• WHAT YOU ARE ASKED TO DO
Reproduce the opening lines of the records exactly, up to and including the line in which "after the type" occurs.

• DATA SUPPLIED
━━━
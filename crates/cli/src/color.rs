// SPDX-License-Identifier: BUSL-1.1
// Copyright (c) 2026 Alfred Jean LLC

use clap::builder::styling::{Ansi256Color, Color, Style, Styles};
use std::io::IsTerminal;

pub mod codes {
    /// Section headers: pastel cyan / steel blue
    pub const HEADER: u8 = 74;
    /// Commands and literals: light grey
    pub const LITERAL: u8 = 250;
    /// Descriptions and context: medium grey
    pub const CONTEXT: u8 = 245;
}

/// Determine if color output should be enabled.
///
/// Priority: `NO_COLOR=1` disables → `COLOR=1` forces → TTY check.
pub fn should_colorize() -> bool {
    if std::env::var("NO_COLOR").is_ok_and(|v| v == "1") {
        return false;
    }
    if std::env::var("COLOR").is_ok_and(|v| v == "1") {
        return true;
    }
    std::io::stdout().is_terminal()
}

/// Build clap `Styles` using the project palette.
pub fn styles() -> Styles {
    if !should_colorize() {
        return Styles::plain();
    }
    Styles::styled()
        .usage(Style::new().fg_color(Some(Color::Ansi256(Ansi256Color(codes::HEADER)))))
        .header(Style::new().fg_color(Some(Color::Ansi256(Ansi256Color(codes::HEADER)))))
        .literal(Style::new().fg_color(Some(Color::Ansi256(Ansi256Color(codes::LITERAL)))))
        .placeholder(Style::new().fg_color(Some(Color::Ansi256(Ansi256Color(codes::CONTEXT)))))
}

#[cfg(test)]
#[path = "color_tests.rs"]
mod tests;
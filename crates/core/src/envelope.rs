// SPDX-License-Identifier: BUSL-1.1
// Copyright (c) 2026 Alfred Jean LLC

//! The wire envelope exchanged over the WebSocket connection (§6), and the
//! logged-message shape persisted by the message log (§3).

use serde::{Deserialize, Serialize};
use serde_json::Value;

use crate::project::ProjectId;

/// Outer JSON object exchanged in both directions on the socket.
///
/// Client requests omit `timestamp`; the server sets it on every outbound
/// envelope. `data` carries the per-type payload as a loose JSON value —
/// handlers deserialize it into a concrete payload struct after the type
/// has been dispatched on.
#[derive(Debug, Clone, Serialize, Deserialize)]
pub struct Envelope {
    #[serde(rename = "type")]
    pub kind: String,
    #[serde(default, skip_serializing_if = "Option::is_none")]
    pub project_id: Option<ProjectId>,
    #[serde(default, skip_serializing_if = "Option::is_none")]
    pub data: Option<Value>,
    #[serde(default, skip_serializing_if = "Option::is_none")]
    pub timestamp: Option<String>,
}

impl Envelope {
    /// Build a client-shaped envelope (no `timestamp`); used by tests and
    /// by any internal component that synthesizes a request.
    pub fn request(kind: impl Into<String>, project_id: Option<ProjectId>, data: Option<Value>) -> Self {
        Self {
            kind: kind.into(),
            project_id,
            data,
            timestamp: None,
        }
    }

    /// Build a server-shaped envelope, stamped with the current time.
    pub fn response(kind: impl Into<String>, project_id: Option<ProjectId>, data: Option<Value>) -> Self {
        Self {
            kind: kind.into(),
            project_id,
            data,
            timestamp: Some(now_rfc3339()),
        }
    }
}

/// Direction a logged message travelled: from the client to the gateway,
/// or an event produced by the agent subprocess.
#[derive(Debug, Clone, Copy, PartialEq, Eq, Serialize, Deserialize)]
#[serde(rename_all = "lowercase")]
pub enum Direction {
    Client,
    Agent,
}

/// One line in a project's JSONL message log (§3, §4.1).
#[derive(Debug, Clone, Serialize, Deserialize)]
pub struct LoggedMessage {
    pub timestamp: String,
    pub direction: Direction,
    pub message: Value,
}

/// Current wall-clock time formatted as RFC3339 with nanosecond precision,
/// in UTC (see Open Questions — UTC chosen for determinism).
pub fn now_rfc3339() -> String {
    chrono::Utc::now().to_rfc3339_opts(chrono::SecondsFormat::Nanos, true)
}

#[cfg(test)]
#[path = "envelope_tests.rs"]
mod tests;
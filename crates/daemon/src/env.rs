// SPDX-License-Identifier: BUSL-1.1
// Copyright (c) 2026 Alfred Jean LLC

//! Centralized environment variable access for the daemon crate.

use std::net::SocketAddr;
use std::path::PathBuf;
use std::time::Duration;

use crate::lifecycle::LifecycleError;

/// Resolve data directory: GWY_DATA_DIR > XDG_STATE_HOME/gwy > ~/.local/state/gwy
pub fn data_dir() -> Result<PathBuf, LifecycleError> {
    if let Ok(dir) = std::env::var("GWY_DATA_DIR") {
        return Ok(PathBuf::from(dir));
    }
    if let Ok(xdg) = std::env::var("XDG_STATE_HOME") {
        return Ok(PathBuf::from(xdg).join("gwy"));
    }
    let home = std::env::var("HOME").map_err(|_| LifecycleError::NoStateDir)?;
    Ok(PathBuf::from(home).join(".local/state/gwy"))
}

/// Address the WebSocket listener binds to. Default `127.0.0.1:8787`.
pub fn bind_addr() -> Result<SocketAddr, LifecycleError> {
    match std::env::var("GWY_BIND_ADDR") {
        Ok(addr) => addr.parse().map_err(|_| LifecycleError::InvalidBindAddr(addr)),
        Err(_) => Ok(SocketAddr::from(([127, 0, 0, 1], 8787))),
    }
}

/// Maximum number of live projects. Default 100.
pub fn max_projects() -> usize {
    parse_usize("GWY_MAX_PROJECTS").unwrap_or(100)
}

/// Per-subscriber bounded outbound queue capacity. Default matches
/// [`gwy_engine::DEFAULT_QUEUE_CAPACITY`].
pub fn subscriber_queue_capacity() -> usize {
    parse_usize("GWY_QUEUE_CAPACITY").unwrap_or(gwy_engine::DEFAULT_QUEUE_CAPACITY)
}

/// Inbound frame size cap, in bytes. Default 1 MiB (§4.6).
pub fn max_inbound_bytes() -> usize {
    parse_usize("GWY_MAX_INBOUND_BYTES").unwrap_or(1024 * 1024)
}

/// Idle timeout before a connection with no frame activity is closed (§4.6).
pub fn idle_timeout() -> Duration {
    parse_duration_ms("GWY_IDLE_TIMEOUT_MS").unwrap_or(Duration::from_secs(60))
}

/// Interval between server-initiated heartbeat `ping` frames.
pub fn heartbeat_interval() -> Duration {
    parse_duration_ms("GWY_HEARTBEAT_MS").unwrap_or(Duration::from_secs(20))
}

/// Per-frame write timeout (§5).
pub fn write_timeout() -> Duration {
    parse_duration_ms("GWY_WRITE_TIMEOUT_MS").unwrap_or(Duration::from_secs(10))
}

/// Agent CLI binary invoked for every execution. Default `claude`, looked
/// up on `PATH`.
pub fn agent_binary() -> PathBuf {
    std::env::var("GWY_AGENT_BINARY").map(PathBuf::from).unwrap_or_else(|_| PathBuf::from("claude"))
}

/// Global concurrency cap across all projects' executions (§4.4). Default 16.
pub fn max_concurrency() -> usize {
    parse_usize("GWY_MAX_CONCURRENCY").unwrap_or(16)
}

/// Per-connection inbound message rate cap, in messages per second (§5).
/// Default 50.
pub fn max_messages_per_sec() -> u32 {
    parse_usize("GWY_MAX_MSGS_PER_SEC").unwrap_or(50) as u32
}

/// Per-connection project join/leave rate cap, in operations per second (§5).
/// Default 20.
pub fn max_join_leave_per_sec() -> u32 {
    parse_usize("GWY_MAX_JOIN_LEAVE_PER_SEC").unwrap_or(20) as u32
}

fn parse_usize(var: &str) -> Option<usize> {
    std::env::var(var).ok().and_then(|s| s.parse().ok())
}

fn parse_duration_ms(var: &str) -> Option<Duration> {
    std::env::var(var).ok().and_then(|s| s.parse::<u64>().ok()).map(Duration::from_millis)
}

#[cfg(test)]
#[path = "env_tests.rs"]
mod tests;
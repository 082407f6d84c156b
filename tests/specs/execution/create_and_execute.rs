//! Create a project, join it, execute a prompt, observe the full
//! EXECUTING → IDLE round trip (§4.4, §4.7).

use serde_json::json;

use crate::prelude::*;

#[tokio::test]
async fn execute_streams_agent_output_and_returns_to_idle() {
    let agent_dir = tempfile::tempdir().expect("tempdir");
    let agent = fake_agent_success(agent_dir.path(), "sess-abc");
    let gateway = Gateway::start_with(&[("GWY_AGENT_BINARY", agent.to_str().expect("utf8 path"))]);

    let project_dir = tempfile::tempdir().expect("tempdir");
    let mut client = gateway.connect().await;
    let id = create_project(&mut client, project_dir.path()).await;

    client.send("project_join", Some(&id), None).await;
    assert_eq!(client.recv().await["type"], "project_joined");

    client.send("execute", Some(&id), Some(json!({ "prompt": "hello" }))).await;

    let executing = client.recv_kind("project_state").await;
    assert_eq!(executing["data"]["state"], "EXECUTING");

    let message = client.recv_kind("agent_message").await;
    assert_eq!(message["data"]["session_id"], "sess-abc");

    let idle = client.recv_kind("project_state").await;
    assert_eq!(idle["data"]["state"], "IDLE");
    assert_eq!(idle["data"]["session_id"], "sess-abc");
}

#[tokio::test]
async fn execute_without_joining_is_rejected() {
    let gateway = Gateway::start();
    let project_dir = tempfile::tempdir().expect("tempdir");
    let mut client = gateway.connect().await;
    let id = create_project(&mut client, project_dir.path()).await;

    client.send("execute", Some(&id), Some(json!({ "prompt": "hello" }))).await;
    let response = client.recv().await;
    assert_eq!(response["type"], "error");
    assert_eq!(response["data"]["code"], "invalid_parameter");
}

#[tokio::test]
async fn execute_surfaces_agent_not_found() {
    let gateway = Gateway::start_with(&[("GWY_AGENT_BINARY", "/definitely/not/a/real/binary")]);
    let project_dir = tempfile::tempdir().expect("tempdir");
    let mut client = gateway.connect().await;
    let id = create_project(&mut client, project_dir.path()).await;

    client.send("project_join", Some(&id), None).await;
    assert_eq!(client.recv().await["type"], "project_joined");

    client.send("execute", Some(&id), Some(json!({ "prompt": "hello" }))).await;
    assert_eq!(client.recv_kind("project_state").await["data"]["state"], "EXECUTING");

    let error = client.recv_kind("error").await;
    assert_eq!(error["data"]["code"], "agent_not_found");

    let final_state = client.recv_kind("project_state").await;
    assert_eq!(final_state["data"]["state"], "ERROR");
}
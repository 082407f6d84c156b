// SPDX-License-Identifier: BUSL-1.1
// Copyright (c) 2026 Alfred Jean LLC

//! Per-project metadata persistence (§4.2).
//!
//! Writes use write-temp-then-rename: serialize to `metadata.json.tmp` in
//! the project's own directory, fsync it, then rename over `metadata.json`.
//! The file is never written in place. On startup every project directory
//! is scanned; a directory whose metadata fails to parse is quarantined
//! rather than deleted.

use std::fs::File;
use std::io::Write;
use std::path::{Path, PathBuf};

use gwy_core::ProjectId;
use serde::{Deserialize, Serialize};
use tracing::warn;

use crate::error::StorageError;

/// Durable fields of a project (§3). Transient fields — subscribers,
/// `exec_lock`, the log handle — live only in the engine's in-memory map.
#[derive(Debug, Clone, Serialize, Deserialize, PartialEq)]
pub struct ProjectRecord {
    pub id: ProjectId,
    pub path: PathBuf,
    #[serde(default, skip_serializing_if = "Option::is_none")]
    pub session_id: Option<String>,
    pub created_at: String,
    pub last_active_at: String,
}

/// Persists project metadata under `<data>/projects/<id>/metadata.json` and
/// enumerates all projects on boot.
#[derive(Debug, Clone)]
pub struct ProjectStore {
    data_dir: PathBuf,
}

impl ProjectStore {
    pub fn new(data_dir: PathBuf) -> Self {
        Self { data_dir }
    }

    pub fn project_dir(&self, id: &ProjectId) -> PathBuf {
        self.data_dir.join("projects").join(id.as_str())
    }

    fn metadata_path(&self, id: &ProjectId) -> PathBuf {
        self.project_dir(id).join("metadata.json")
    }

    fn corrupt_dir(&self, id_or_name: &str) -> PathBuf {
        self.data_dir.join("corrupt").join(id_or_name)
    }

    /// Persist a project record atomically (write-temp-then-rename).
    pub fn save(&self, record: &ProjectRecord) -> Result<(), StorageError> {
        let dir = self.project_dir(&record.id);
        std::fs::create_dir_all(&dir)?;

        let final_path = self.metadata_path(&record.id);
        let tmp_path = dir.join("metadata.json.tmp");

        let json = serde_json::to_vec_pretty(record)?;
        {
            let mut file = File::create(&tmp_path)?;
            file.write_all(&json)?;
            file.sync_all()?;
        }
        std::fs::rename(&tmp_path, &final_path)?;
        if let Ok(dir_handle) = File::open(&dir) {
            let _ = dir_handle.sync_all();
        }
        Ok(())
    }

    /// Load a single project's metadata.
    pub fn load(&self, id: &ProjectId) -> Result<ProjectRecord, StorageError> {
        let bytes = std::fs::read(self.metadata_path(id))?;
        Ok(serde_json::from_slice(&bytes)?)
    }

    /// Enumerate every project directory under `<data>/projects/`.
    ///
    /// Directories whose `metadata.json` is missing or fails to parse are
    /// moved to `<data>/corrupt/<id>/` and logged; they are never deleted
    /// and never returned.
    pub fn scan_all(&self) -> Result<Vec<ProjectRecord>, StorageError> {
        let projects_dir = self.data_dir.join("projects");
        std::fs::create_dir_all(&projects_dir)?;

        let mut records = Vec::new();
        for entry in std::fs::read_dir(&projects_dir)? {
            let entry = entry?;
            if !entry.file_type()?.is_dir() {
                continue;
            }
            let name = entry.file_name().to_string_lossy().into_owned();
            match std::fs::read(entry.path().join("metadata.json")) {
                Ok(bytes) => match serde_json::from_slice::<ProjectRecord>(&bytes) {
                    Ok(record) => records.push(record),
                    Err(e) => {
                        warn!(project = %name, error = %e, "quarantining project with unparseable metadata");
                        self.quarantine(&entry.path(), &name)?;
                    }
                },
                Err(e) => {
                    warn!(project = %name, error = %e, "quarantining project with missing metadata");
                    self.quarantine(&entry.path(), &name)?;
                }
            }
        }
        Ok(records)
    }

    fn quarantine(&self, project_path: &Path, name: &str) -> Result<(), StorageError> {
        let dest = self.corrupt_dir(name);
        if let Some(parent) = dest.parent() {
            std::fs::create_dir_all(parent)?;
        }
        std::fs::rename(project_path, dest)?;
        Ok(())
    }

    /// Rename a project's directory aside rather than deleting it outright
    /// (§4.3 `Delete`: "rename the project directory to a trash path").
    pub fn trash(&self, id: &ProjectId) -> Result<(), StorageError> {
        let dir = self.project_dir(id);
        if !dir.exists() {
            return Ok(());
        }
        let trash_dir = self.data_dir.join("trash");
        std::fs::create_dir_all(&trash_dir)?;
        let dest = trash_dir.join(format!("{}-{}", id.as_str(), gwy_core::now_rfc3339().replace([':', '.'], "-")));
        std::fs::rename(dir, dest)?;
        Ok(())
    }
}

#[cfg(test)]
#[path = "project_store_tests.rs"]
mod tests;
━━━
• RESPONSE AREA
filename crates/cli/src/color.rs
// SPDX-License-Identifier: BUSL-1.1
// Copyright (c) 2026 Alfred Jean LLC

use clap::builder::styling::{Ansi256Color, Color, Style, Styles};
use std::io::IsTerminal;

pub mod codes {
    /// Section headers: pastel cyan / steel blue
    pub const HEADER: u8 = 74;
    /// Commands and literals: light grey
    pub const LITERAL: u8 = 250;
    /// Descriptions and context: medium grey
    pub const CONTEXT: u8 = 245;
}

/// Determine if color output should be enabled.
///
/// Priority: `NO_COLOR=1` disables → `COLOR=1` forces → TTY check.
pub fn should_colorize() -> bool {
    if std::env::var("NO_COLOR").is_ok_and(|v| v == "1") {
        return false;
    }
    if std::env::var("COLOR").is_ok_and(|v| v == "1") {
        return true;
    }
    std::io::stdout().is_terminal()
}

/// Build clap `Styles` using the project palette.
pub fn styles() -> Styles {
    if !should_colorize() {
        return Styles::plain();
    }
    Styles::styled()
        .usage(Style::new().fg_color(Some(Color::Ansi256(Ansi256Color(codes::HEADER)))))
        .header(Style::new().fg_color(Some(Color::Ansi256(Ansi256Color(codes::HEADER)))))
        .literal(Style::new().fg_color(Some(Color::Ansi256(Ansi256Color(codes::LITERAL)))))
        .placeholder(Style::new().fg_color(Some(Color::Ansi256(Ansi256Color(codes::CONTEXT)))))
}

#[cfg(test)]
#[path = "color_tests.rs"]
mod tests;
filename crates/core/src/envelope.rs
// SPDX-License-Identifier: BUSL-1.1
// Copyright (c) 2026 Alfred Jean LLC

//! The wire envelope exchanged over the WebSocket connection (§6), and the
//! logged-message shape persisted by the message log (§3).

use serde::{Deserialize, Serialize};
use serde_json::Value;

use crate::project::ProjectId;

/// Outer JSON object exchanged in both directions on the socket.
///
/// Client requests omit `timestamp`; the server sets it on every outbound
/// envelope. `data` carries the per-type payload as a loose JSON value —
/// handlers deserialize it into a concrete payload struct after the type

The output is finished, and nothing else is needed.